Unlike internal combustion engines, a reaction engine generates thrust by expelling reaction mass according to Newton’s third law of motion.

Apart from heat engines, electric motors convert electrical energy into mechanical motion, pneumatic motors use compressed air, and clockwork motors in wind-up toys use elastic energy. In biological systems, molecular motors, like myosins in muscles, use chemical energy to generate forces and ultimately motion (a chemical engine, but not a heat motor).

Chemical heat engines that use air as part of the fuel reaction are considered air-breathing engines, e.g., Rocket, deeply submerged submarines

Engineers measure engines by the number of cylinders and the volume of those cylinders. For example, a 350 V8 is an engine with eight cylinders arranged in a V formation and displacing 350 cubic inches.

In 2021, modern vehicle engines can be more easily understood once divided into their three primary categories, which include:

  • Internal combustion engines
  • Hybrid engine (Internal combustion engine + electric engine)
  • Electric engine

So, let’s discuss different types of engines one by one.

Types Of Engines

Basically, engines are of two types, and these are external combustion engines and internal combustion engines.

1. External Combustion Engine

External combustion engines (EC engines) separate the fuel and exhaust products – they burn the fuel in a chamber and heat the working fluid inside the engine through a heat exchanger or the engine wall. The grandfather of the industrial revolution, the steam engine, falls into this category.
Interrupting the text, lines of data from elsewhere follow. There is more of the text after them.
use crate::card::{Card, Suit};
use crate::state::PlayerId;
use serde::{Deserialize, Serialize};
use uuid::Uuid;

/// 一名参与者。只由引擎修改。
#[derive(Debug, Clone, Serialize, Deserialize)]
pub struct Player {
    pub id: PlayerId,
    pub name: String,
    pub hand: Vec<Card>,
    pub score: u32,  // 累计得分
    pub bazas: u32,  // 本局已赢的墩数
}

impl Player {
    pub fn new(name: impl Into<String>) -> Self {
        Player {
            id: Uuid::new_v4(),
            name: name.into(),
            hand: Vec::new(),
            score: 0,
            bazas: 0,
        }
    }

    /// 替换手牌，按花色、再按点数从小到大排好
    pub fn set_hand(&mut self, mut cards: Vec<Card>) {
        cards.sort_by(|a, b| a.suit.cmp(&b.suit).then(a.rank_value().cmp(&b.rank_value())));
        self.hand = cards;
    }

    pub fn has_suit(&self, suit: Suit) -> bool {
        self.hand.iter().any(|c| c.suit == suit)
    }

    pub fn has_card(&self, card: &Card) -> bool {
        self.hand.contains(card)
    }

    /// 从手牌中移除这张牌，不在手中时什么也不做
    pub fn play_card(&mut self, card: &Card) {
        self.hand.retain(|c| c != card);
    }

    pub fn add_points(&mut self, points: u32) {
        self.score += points;
    }

    pub fn add_baza(&mut self) {
        self.bazas += 1;
    }

    pub fn reset_bazas(&mut self) {
        self.bazas = 0;
    }
}

#[cfg(test)]
mod tests {
    use super::*;
    use crate::card::Rank::*;
    use crate::card::Suit::*;

    #[test]
    fn test_set_hand_sorts_by_suit_then_value() {
        let mut player = Player::new("Ana");
        player.set_hand(vec![
            Card::new(Ace, Spade),
            Card::new(Ten, Heart),
            Card::new(Two, Spade),
            Card::new(Jack, Club),
            Card::new(Three, Heart),
        ]);
        let keys: Vec<String> = player.hand.iter().map(|c| c.key()).collect();
        assert_eq!(keys, ["JC", "3H", "0H", "2S", "AS"]);
    }

    #[test]
    fn test_has_suit_and_play_card() {
        let mut player = Player::new("Beto");
        player.set_hand(vec![Card::new(King, Diamond), Card::new(Four, Club)]);
        assert!(player.has_suit(Diamond));
        assert!(!player.has_suit(Heart));

        player.play_card(&Card::new(King, Diamond));
        assert!(!player.has_suit(Diamond));
        assert_eq!(player.hand.len(), 1);

        // 不在手中的牌不影响手牌
        player.play_card(&Card::new(Ace, Heart));
        assert_eq!(player.hand, vec![Card::new(Four, Club)]);
    }

    #[test]
    fn test_accumulators() {
        let mut player = Player::new("Caro");
        player.add_points(19);
        player.add_points(2);
        player.add_baza();
        player.add_baza();
        assert_eq!(player.score, 21);
        assert_eq!(player.bazas, 2);
        player.reset_bazas();
        assert_eq!(player.bazas, 0);
        assert_eq!(player.score, 21);
    }

    #[test]
    fn test_players_get_unique_ids() {
        assert_ne!(Player::new("x").id, Player::new("x").id);
    }
}
use crate::card::{Card, Suit};
use crate::state::PlayerId;
use thiserror::Error;

/// 引擎拒绝一次操作的原因。
///
/// 任何返回 `Err` 的操作都不会修改游戏状态。
#[derive(Debug, Clone, PartialEq, Eq, Error)]
pub enum GameError {
    // --- 顺序错误 ---
    #[error("当前阶段 {phase} 不能执行 {action}")]
    WrongPhase { action: &'static str, phase: &'static str },
    #[error("还没有轮到玩家 {actual}，应由 {expected} 出牌")]
    NotYourTurn { expected: PlayerId, actual: PlayerId },
    #[error("玩家 {0} 这一墩已经出过牌")]
    AlreadyPlayed(PlayerId),
    #[error("玩家 {0} 本局已经叫过墩数")]
    DuplicateBid(PlayerId),

    // --- 规则错误 ---
    #[error("必须跟出 {0} 花色")]
    MustFollowSuit(Suit),
    #[error("叫墩总数 {total} 不能等于本局牌数 {cards}")]
    InvalidBidSum { total: u32, cards: u32 },

    // --- 资源不足 ---
    #[error("牌堆已空")]
    EmptyDeck,
    #[error("牌堆只剩 {remaining} 张，无法抽出 {requested} 张")]
    InsufficientCards { requested: usize, remaining: usize },

    // --- 引用错误 ---
    #[error("房间里还没有玩家")]
    NoPlayers,
    #[error("未知玩家 {0}")]
    UnknownPlayer(PlayerId),
    #[error("手牌中没有 {0}")]
    CardNotInHand(Card),
    #[error("无法识别的牌 {0:?}")]
    InvalidCard(String),

    // --- 配置错误 ---
    #[error("无效的房间设置: {0}")]
    InvalidSettings(String),
}
use clap::Parser;
use std::net::{IpAddr, SocketAddr};
use std::time::Duration;

/// 服务器配置，命令行参数优先，其次环境变量
#[derive(Debug, Clone, Parser)]
#[command(name = "bazas_server", about = "Bazas 多人纸牌游戏服务器")]
pub struct Config {
    /// 监听地址
    #[arg(long, env = "BAZAS_HOST", default_value = "0.0.0.0")]
    pub host: IpAddr,

    /// 监听端口
    #[arg(long, env = "BAZAS_PORT", default_value_t = 8080)]
    pub port: u16,

    /// 一墩出完后展示桌面的时间（毫秒）
    #[arg(long, env = "BAZAS_TRICK_PAUSE_MS", default_value_t = 5000)]
    pub trick_pause_ms: u64,

    /// 通过 HTTP 创建后一直没人加入的房间保留多久（秒）
    #[arg(long, env = "BAZAS_EMPTY_ROOM_TTL_SECS", default_value_t = 300)]
    pub empty_room_ttl_secs: u64,
}

impl Config {
    pub fn addr(&self) -> SocketAddr {
        SocketAddr::new(self.host, self.port)
    }

    pub fn trick_pause(&self) -> Duration {
        Duration::from_millis(self.trick_pause_ms)
    }

    pub fn empty_room_ttl(&self) -> Duration {
        Duration::from_secs(self.empty_room_ttl_secs)
    }
}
In some ways, EC engines work similarly to their IC counterparts – both require heat, which is obtained by burning matter. However, there are also some differences.
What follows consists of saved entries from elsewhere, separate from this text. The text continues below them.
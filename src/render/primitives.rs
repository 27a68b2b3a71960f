use serde::{Deserialize, Serialize};

use crate::error::{SurferError, SurferResult};

/// RGBA color in normalized 0..=1 channel values.
#[derive(Debug, Clone, Copy, PartialEq, Serialize, Deserialize)]
pub struct Color {
    pub red: f64,
    pub green: f64,
    pub blue: f64,
    pub alpha: f64,
}

impl Color {
    pub const BLACK: Self = Self::rgb(0.0, 0.0, 0.0);
    pub const RED: Self = Self::rgb(1.0, 0.0, 0.0);
    pub const BLUE: Self = Self::rgb(0.0, 0.0, 1.0);
    pub const MAGENTA: Self = Self::rgb(1.0, 0.0, 1.0);
    pub const WHITE: Self = Self::rgb(1.0, 1.0, 1.0);

    #[must_use]
    pub const fn rgba(red: f64, green: f64, blue: f64, alpha: f64) -> Self {
        Self {
            red,
            green,
            blue,
            alpha,
        }
    }

    #[must_use]
    pub const fn rgb(red: f64, green: f64, blue: f64) -> Self {
        Self::rgba(red, green, blue, 1.0)
    }

    pub fn validate(self) -> SurferResult<()> {
        for (channel, value) in [
            ("red", self.red),
            ("green", self.green),
            ("blue", self.blue),
            ("alpha", self.alpha),
        ] {
            if !value.is_finite() || !(0.0..=1.0).contains(&value) {
                return Err(SurferError::InvalidData(format!(
                    "color channel `{channel}` must be finite and in [0, 1]"
                )));
            }
        }
        Ok(())
    }
}

/// Draw command for one line segment in pixel space.
#[derive(Debug, Clone, Copy, PartialEq, Serialize, Deserialize)]
pub struct LinePrimitive {
    pub x1: f64,
    pub y1: f64,
    pub x2: f64,
    pub y2: f64,
    pub stroke_width: f64,
    pub color: Color,
}

impl LinePrimitive {
    #[must_use]
    pub const fn new(x1: f64, y1: f64, x2: f64, y2: f64, stroke_width: f64, color: Color) -> Self {
        Self {
            x1,
            y1,
            x2,
            y2,
            stroke_width,
            color,
        }
    }

    pub fn validate(self) -> SurferResult<()> {
        if !self.x1.is_finite()
            || !self.y1.is_finite()
            || !self.x2.is_finite()
            || !self.y2.is_finite()
        {
            return Err(SurferError::InvalidData(
                "line coordinates must be finite".to_owned(),
            ));
        }
        if !self.stroke_width.is_finite() || self.stroke_width <= 0.0 {
            return Err(SurferError::InvalidData(
                "line stroke width must be finite and > 0".to_owned(),
            ));
        }
        self.color.validate()
    }
}

/// Vertical text anchor relative to `TextPrimitive::y`.
///
/// Font metrics are only known to the backend, so the frame records which
/// edge of the text `y` refers to.
#[derive(Debug, Clone, Copy, PartialEq, Eq, Serialize, Deserialize)]
pub enum TextVAlign {
    /// `y` is the text baseline.
    Baseline,
    /// `y` is the bottom edge of the text, descenders included.
    Bottom,
}

/// Draw command for one label in pixel space. `x` is the left edge of the text.
#[derive(Debug, Clone, PartialEq, Serialize, Deserialize)]
pub struct TextPrimitive {
    pub text: String,
    pub x: f64,
    pub y: f64,
    pub font_size_px: f64,
    pub color: Color,
    pub v_align: TextVAlign,
}

impl TextPrimitive {
    #[must_use]
    pub fn new(
        text: impl Into<String>,
        x: f64,
        y: f64,
        font_size_px: f64,
        color: Color,
        v_align: TextVAlign,
    ) -> Self {
        Self {
            text: text.into(),
            x,
            y,
            font_size_px,
            color,
            v_align,
        }
    }

    pub fn validate(&self) -> SurferResult<()> {
        if self.text.is_empty() {
            return Err(SurferError::InvalidData(
                "text primitive must not be empty".to_owned(),
            ));
        }
        if !self.x.is_finite() || !self.y.is_finite() {
            return Err(SurferError::InvalidData(
                "text coordinates must be finite".to_owned(),
            ));
        }
        if !self.font_size_px.is_finite() || self.font_size_px <= 0.0 {
            return Err(SurferError::InvalidData(
                "font size must be finite and > 0".to_owned(),
            ));
        }
        self.color.validate()
    }
}

/// One entry of a frame's ordered draw list.
#[derive(Debug, Clone, PartialEq, Serialize, Deserialize)]
#[serde(tag = "kind", rename_all = "snake_case")]
pub enum RenderPrimitive {
    Line(LinePrimitive),
    Label(TextPrimitive),
}

impl RenderPrimitive {
    pub fn validate(&self) -> SurferResult<()> {
        match self {
            Self::Line(line) => line.validate(),
            Self::Label(text) => text.validate(),
        }
    }

    #[must_use]
    pub fn as_line(&self) -> Option<&LinePrimitive> {
        match self {
            Self::Line(line) => Some(line),
            Self::Label(_) => None,
        }
    }

    #[must_use]
    pub fn as_label(&self) -> Option<&TextPrimitive> {
        match self {
            Self::Line(_) => None,
            Self::Label(text) => Some(text),
        }
    }
}

impl From<LinePrimitive> for RenderPrimitive {
    fn from(line: LinePrimitive) -> Self {
        Self::Line(line)
    }
}

impl From<TextPrimitive> for RenderPrimitive {
    fn from(text: TextPrimitive) -> Self {
        Self::Label(text)
    }
}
EC engines use fluids that undergo thermal dilation contraction or phase shifting, but whose chemical composition remains unchanged. The fluid used can be either gaseous (as in the Stirling engine), liquid (the organic Rankine cycle engine) or undergoing a phase change (as in the steam engine) – in internal combustion engines the fluid is almost always a liquid fuel, and air mixture, which burns (changes its chemical composition).

Finally, the engines can either drain the fluid after use, as internal combustion engines do (open-cycle engines), or continuously use the same fluid (closed-cycle engines).

2. Internal Combustion Engine

The internal combustion engine is an engine in which the combustion of fuel takes place in a confined space called the combustion chamber. This exothermic reaction of a fuel with an oxidizer produces high-temperature, high-pressure gases that can expand.

The defining characteristic of an internal combustion engine is that the expanding hot gases do useful work by acting directly to cause movement, such as by acting on pistons, and rotors, or even pushing and moving the entire engine itself.

Two types of internal combustion engines are currently manufactured: the spark-ignition gasoline engine and the compression-ignition diesel engine. Most of these are four-stroke engines, meaning it takes four piston strokes to complete a cycle. The cycle includes four distinct processes: intake, compression, combustion and power stroke, and exhaust.

Spark-ignition gasoline and compression-ignition diesel engines differ in how they deliver and ignite the fuel. In a gasoline engine, the fuel is mixed with air and then sucked into the cylinder during the intake process. After the piston compresses the fuel-air mixture, the spark ignites it, causing combustion.

The expansion of the combustion gases pushes the piston during the power stroke. In a diesel engine, only air is drawn into the engine and then compressed. Diesel engines then spray the fuel in a suitable, metered amount into the hot compressed air, causing it to ignite.

3. Hybrid Engine

Quite simply, a hybrid combines at least one electric motor with a petrol engine to move the car, and its system recovers energy through regenerative braking. Sometimes the electric motor does all the work, sometimes it’s the gas engine, and sometimes they work together.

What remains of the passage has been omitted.